1MSPS, they suggested 500 ohms (sliding scale?). It is still much better than the dspPIC33.
Reply to
linnix

Just yesterday we made a discovery. On a new 64-channel scanning ADC module we're developing, we use an AD7699 16-bit mux'd 8-channel ADC, scanning a tree of upstream multiplers. Each ADC input is driven from a PGA through a resistive voltage divider, with a cap across the divider output.

We were seeing a parabolic nonlinearity on the order of 0.03%, origin mysterious. So we added a 2nd order polynomial correction in the FPGA, driven from a cal table, with every channel curve-fitted for zero, slope, and 2nd order.
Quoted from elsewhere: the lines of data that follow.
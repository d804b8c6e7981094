use std::time::Duration;

use comms::{
    msg::{Command, Frame, Msg},
    specs::{collective::CollectiveOp, group::AbortCause},
};
use futures::future;
use log::{debug, warn};

use crate::{
    error::{GroupErr, Result},
    rendezvous::Link,
};

/// How long a failing rank waits for its abort notice to be written.
const ABORT_GRACE: Duration = Duration::from_secs(1);

/// The links a rank holds once the group is established.
pub(crate) enum Topology {
    /// A group of one, every collective is local.
    Solo,
    /// Rank 0, `peers[i]` is the link to rank `i + 1`.
    Hub { peers: Vec<Link> },
    Peer { hub: Link },
}

impl Topology {
    /// Runs one collective round, leaving the group-consistent result in `values`.
    pub(crate) async fn round(
        &mut self,
        rank: usize,
        world_size: usize,
        seq: u64,
        op: CollectiveOp,
        values: &mut [f32],
    ) -> Result<()> {
        match self {
            Topology::Solo => {
                if let CollectiveOp::Reduce(reduce) = op {
                    reduce.finish(values, 1);
                }

                Ok(())
            }
            Topology::Hub { peers } => hub_round(peers, world_size, seq, op, values).await,
            Topology::Peer { hub } => peer_round(hub, rank, seq, op, values).await,
        }
    }

    /// Tells the rest of the group that `origin` gave up, best effort.
    pub(crate) async fn notify_abort(&mut self, origin: usize, cause: AbortCause, reason: &str) {
        let msg = Msg::Control(Command::Abort {
            rank: origin,
            cause,
            reason: reason.to_string(),
        });

        let links: Vec<&mut Link> = match self {
            Topology::Solo => return,
            Topology::Hub { peers } => peers.iter_mut().collect(),
            Topology::Peer { hub } => vec![hub],
        };

        let sends = links.into_iter().map(|link| {
            let msg = &msg;
            async move { tokio::time::timeout(ABORT_GRACE, link.tx.send(msg)).await }
        });

        for res in future::join_all(sends).await {
            match res {
                Ok(Ok(())) => {}
                Ok(Err(e)) => debug!("abort notice not delivered: {e}"),
                Err(_) => debug!("abort notice timed out"),
            }
        }
    }

    /// Orderly shutdown: peers announce they are leaving and the hub answers
    /// once every peer did.
    pub(crate) async fn disconnect(&mut self) -> Result<()> {
        match self {
            Topology::Solo => Ok(()),
            Topology::Hub { peers } => {
                let waits = peers.iter_mut().enumerate().map(|(i, link)| async move {
                    wait_disconnect(link, i + 1).await?;
                    link.tx
                        .send(&Msg::Control(Command::Disconnect))
                        .await
                        .map_err(|source| GroupErr::LinkLost { rank: i + 1, source })?;
                    link.tx.shutdown().await?;
                    Ok::<_, GroupErr>(())
                });

                future::try_join_all(waits).await?;
                Ok(())
            }
            Topology::Peer { hub } => {
                hub.tx
                    .send(&Msg::Control(Command::Disconnect))
                    .await
                    .map_err(|source| GroupErr::LinkLost { rank: 0, source })?;

                wait_disconnect(hub, 0).await?;
                hub.tx.shutdown().await?;
                Ok(())
            }
        }
    }
}

/// Drains `link` until its `Disconnect`, surfacing an abort if one arrives first.
async fn wait_disconnect(link: &mut Link, rank: usize) -> Result<()> {
    loop {
        let msg = link
            .rx
            .recv_into(&mut link.rx_buf)
            .await
            .map_err(|source| GroupErr::LinkLost { rank, source })?;

        match msg {
            Msg::Control(Command::Disconnect) => return Ok(()),
            Msg::Control(Command::Abort { rank, cause, reason }) => {
                return Err(GroupErr::Aborted { rank, cause, reason });
            }
            other => warn!(rank = rank; "ignoring {} while disconnecting", other.kind()),
        }
    }
}

/// Gathers every peer's contribution, combines them with the hub's own and
/// answers every peer with the result.
async fn hub_round(
    peers: &mut [Link],
    world_size: usize,
    seq: u64,
    op: CollectiveOp,
    values: &mut [f32],
) -> Result<()> {
    let gathers = peers.iter_mut().enumerate().map(|(i, link)| async move {
        let rank = i + 1;
        let msg = link
            .rx
            .recv_into(&mut link.rx_buf)
            .await
            .map_err(|source| GroupErr::LinkLost { rank, source })?;

        match msg {
            Msg::Data(frame) if frame.seq == seq && frame.op == op => Ok(frame.values.to_vec()),
            Msg::Data(frame) => Err(GroupErr::Protocol {
                seq,
                detail: format!(
                    "rank {rank} issued {} #{} while rank 0 issued {op} #{seq}",
                    frame.op, frame.seq
                ),
            }),
            Msg::Control(Command::Abort {
                rank,
                cause,
                reason,
            }) => Err(GroupErr::Aborted {
                rank,
                cause,
                reason,
            }),
            other => Err(GroupErr::Protocol {
                seq,
                detail: format!("rank {rank} sent {} during {op}", other.kind()),
            }),
        }
    });

    let mut contributions = future::try_join_all(gathers).await?;

    let result = match op {
        CollectiveOp::Barrier => Vec::new(),
        CollectiveOp::Reduce(reduce) => {
            let mut acc = values.to_vec();

            for (i, contribution) in contributions.iter().enumerate() {
                check_len(seq, i + 1, contribution.len(), acc.len())?;
                reduce.combine(&mut acc, contribution);
            }

            reduce.finish(&mut acc, world_size);
            acc
        }
        CollectiveOp::Broadcast { src: 0 } => values.to_vec(),
        CollectiveOp::Broadcast { src } => {
            let payload = contributions.swap_remove(src - 1);
            check_len(seq, src, payload.len(), values.len())?;
            payload
        }
    };

    let msg = Msg::Data(Frame {
        seq,
        op,
        values: &result,
    });

    let answers = peers.iter_mut().enumerate().map(|(i, link)| {
        let msg = &msg;
        async move {
            link.tx
                .send(msg)
                .await
                .map_err(|source| GroupErr::LinkLost { rank: i + 1, source })
        }
    });

    future::try_join_all(answers).await?;

    if !result.is_empty() {
        values.copy_from_slice(&result);
    }

    Ok(())
}

/// Sends this rank's contribution to the hub and waits for the result.
async fn peer_round(
    hub: &mut Link,
    rank: usize,
    seq: u64,
    op: CollectiveOp,
    values: &mut [f32],
) -> Result<()> {
    let up: &[f32] = match op {
        CollectiveOp::Barrier => &[],
        CollectiveOp::Broadcast { src } if src != rank => &[],
        _ => &*values,
    };

    let sent = hub
        .tx
        .send(&Msg::Data(Frame {
            seq,
            op,
            values: up,
        }))
        .await;

    if let Err(source) = sent {
        let err = pending_abort(hub)
            .await
            .unwrap_or(GroupErr::LinkLost { rank: 0, source });

        return Err(err);
    }

    let msg = hub
        .rx
        .recv_into(&mut hub.rx_buf)
        .await
        .map_err(|source| GroupErr::LinkLost { rank: 0, source })?;

    match msg {
        Msg::Data(frame) if frame.seq == seq && frame.op == op => {
            check_len(seq, 0, frame.values.len(), values.len())?;
            values.copy_from_slice(frame.values);
            Ok(())
        }
        Msg::Data(frame) => Err(GroupErr::Protocol {
            seq,
            detail: format!("rank 0 answered {} #{} to {op} #{seq}", frame.op, frame.seq),
        }),
        Msg::Control(Command::Abort {
            rank,
            cause,
            reason,
        }) => Err(GroupErr::Aborted {
            rank,
            cause,
            reason,
        }),
        other => Err(GroupErr::Protocol {
            seq,
            detail: format!("rank 0 sent {} during {op}", other.kind()),
        }),
    }
}

/// The hub closes its links right after aborting, so a failed send may still
/// have an abort notice waiting to be read.
async fn pending_abort(link: &mut Link) -> Option<GroupErr> {
    match link.rx.recv_into(&mut link.rx_buf).await {
        Ok(Msg::Control(Command::Abort {
            rank,
            cause,
            reason,
        })) => Some(GroupErr::Aborted {
            rank,
            cause,
            reason,
        }),
        _ => None,
    }
}

fn check_len(seq: u64, rank: usize, got: usize, expected: usize) -> Result<()> {
    if got != expected {
        return Err(GroupErr::Protocol {
            seq,
            detail: format!("rank {rank} sent {got} values, expected {expected}"),
        });
    }

    Ok(())
}
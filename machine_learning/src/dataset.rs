use crate::error::{MlErr, Result};

/// An owned batch of samples, each one a row of `dim` features and a target.
///
/// The buffers are reused across steps, `clear` keeps their capacity.
#[derive(Debug, Clone)]
pub struct Batch {
    dim: usize,
    features: Vec<f32>,
    targets: Vec<f32>,
}

impl Batch {
    /// Creates a new empty `Batch`.
    ///
    /// # Arguments
    /// * `dim` - The amount of features of every sample.
    /// * `capacity` - The amount of samples to reserve room for.
    pub fn with_capacity(dim: usize, capacity: usize) -> Self {
        Self {
            dim,
            features: Vec::with_capacity(dim * capacity),
            targets: Vec::with_capacity(capacity),
        }
    }

    /// Appends one sample.
    ///
    /// # Errors
    /// `MlErr::SizeMismatch` if `features` is not `dim` long.
    pub fn push(&mut self, features: &[f32], target: f32) -> Result<()> {
        if features.len() != self.dim {
            return Err(MlErr::SizeMismatch {
                a: "sample features",
                b: "batch dimension",
                got: features.len(),
                expected: self.dim,
            });
        }

        self.features.extend_from_slice(features);
        self.targets.push(target);
        Ok(())
    }

    #[inline]
    pub fn clear(&mut self) {
        self.features.clear();
        self.targets.clear();
    }

    #[inline]
    pub fn len(&self) -> usize {
        self.targets.len()
    }

    #[inline]
    pub fn is_empty(&self) -> bool {
        self.targets.is_empty()
    }

    #[inline]
    pub fn dim(&self) -> usize {
        self.dim
    }

    /// A borrowed view of the batch.
    pub fn as_ref(&self) -> BatchRef<'_> {
        BatchRef {
            dim: self.dim,
            features: &self.features,
            targets: &self.targets,
        }
    }
}

/// Borrowed batch view, `features` holds `targets.len()` rows of `dim` values.
#[derive(Debug, Clone, Copy)]
pub struct BatchRef<'a> {
    pub dim: usize,
    pub features: &'a [f32],
    pub targets: &'a [f32],
}

impl<'a> BatchRef<'a> {
    #[inline]
    pub fn len(&self) -> usize {
        self.targets.len()
    }

    #[inline]
    pub fn is_empty(&self) -> bool {
        self.targets.is_empty()
    }

    /// Iterates over `(features, target)` pairs.
    pub fn rows(self) -> impl Iterator<Item = (&'a [f32], f32)> {
        let Self {
            dim,
            features,
            targets,
        } = self;

        features.chunks_exact(dim.max(1)).zip(targets.iter().copied())
    }
}
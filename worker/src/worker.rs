use std::sync::Arc;

use log::{debug, info, warn};
use machine_learning::TrainableModel;
use process_group::{GroupState, ProcessGroup, Rendezvous};

use crate::{
    config::TrainingConfig,
    data::DataSource,
    error::Result,
    gate,
    metrics::WorkerMetrics,
    trainer::Trainer,
};

/// The outcome of a successful run.
#[derive(Debug)]
pub struct Trained<M> {
    pub model: M,
    pub metrics: WorkerMetrics,
}

/// One rank of a data-parallel training run, from bootstrap to teardown.
pub struct Worker<M, S> {
    config: TrainingConfig,
    model: M,
    source: Arc<S>,
}

impl<M, S> Worker<M, S>
where
    M: TrainableModel + 'static,
    S: DataSource,
{
    /// Creates a new `Worker`.
    ///
    /// # Args
    /// * `config` - The run's settings, the same on every rank.
    /// * `model` - This rank's replica.
    /// * `source` - Where the dataset is acquired from.
    pub fn new(config: TrainingConfig, model: M, source: S) -> Self {
        Self {
            config,
            model,
            source: Arc::new(source),
        }
    }

    /// Joins the group, trains and leaves the group.
    ///
    /// The group is torn down on every path. If the run fails while the group
    /// is still healthy the other ranks are told first, so none of them waits
    /// for a collective this rank will never issue.
    ///
    /// # Errors
    /// Whatever failed first: bootstrap, acquisition, sharding, a local step,
    /// a timed out step or the final teardown.
    pub async fn run<Z: Rendezvous>(self, group: &mut ProcessGroup<Z>) -> Result<Trained<M>> {
        group.init().await?;

        info!(
            "Distributed Training for WORLD_SIZE: {}, RANK: {}, LOCAL_RANK: {}",
            group.world_size(),
            group.rank(),
            group.local_rank()
        );

        match self.train(group).await {
            Ok(trained) => {
                group.destroy().await?;
                Ok(trained)
            }
            Err(e) => {
                teardown(group, &e.to_string()).await;
                Err(e)
            }
        }
    }

    async fn train<Z: Rendezvous>(self, group: &mut ProcessGroup<Z>) -> Result<Trained<M>> {
        let Self {
            config,
            model,
            source,
        } = self;

        let dataset = gate::open_dataset(group, &source, config.gate).await?;
        let trainer = Trainer::new(config, model);
        let (model, metrics) = trainer.run(group, Arc::new(dataset)).await?;

        // Wait for the distributed training to complete.
        group.barrier().await?;

        if group.is_designated() {
            info!(steps = metrics.steps; "Training is finished");
        }

        Ok(Trained { model, metrics })
    }
}

/// Best effort cleanup after a failed run.
async fn teardown<Z: Rendezvous>(group: &mut ProcessGroup<Z>, reason: &str) {
    if group.state() == GroupState::Active {
        warn!(rank = group.rank(); "aborting the group: {reason}");

        if let Err(e) = group.abort(reason).await {
            debug!("abort during teardown: {e}");
        }
    }

    if let Err(e) = group.destroy().await {
        debug!("destroy during teardown: {e}");
    }
}
mod gradient_descent;
mod gradient_descent_with_momentum;
mod optimizer;

pub use gradient_descent::GradientDescent;
pub use gradient_descent_with_momentum::GradientDescentWithMomentum;
pub use optimizer::Optimizer;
That fixed the bend, but there was still a DC offset that the cals corrected but didn't make sense.

Turns out that if we remove the caps, everything gets beautiful... no curvature, no big offset. So we can ship today.

As long as all that polynomial stuff is in there, we'll just leave it. Can't hurt.

So, the capacitance seen by a sampling ADC can do weird things.

I've also seen opamps go nuts when whacked by the charge injection from an ADC, which is one reason we used the divider and cap.

John

Reply to
John Larkin

Ok, but they could have been a wee bit more detailed. Many times all you want to do is monitor the voltage on some lines, say, from potmeters. You don't want 200ohm potmeters and ideally also no buffer amps that would introduced additional offset errors. They change slowly. So one would need to know the DC input impedance and then slap a cap across it so the ADC is happy. But they fail to state a DC input impedance.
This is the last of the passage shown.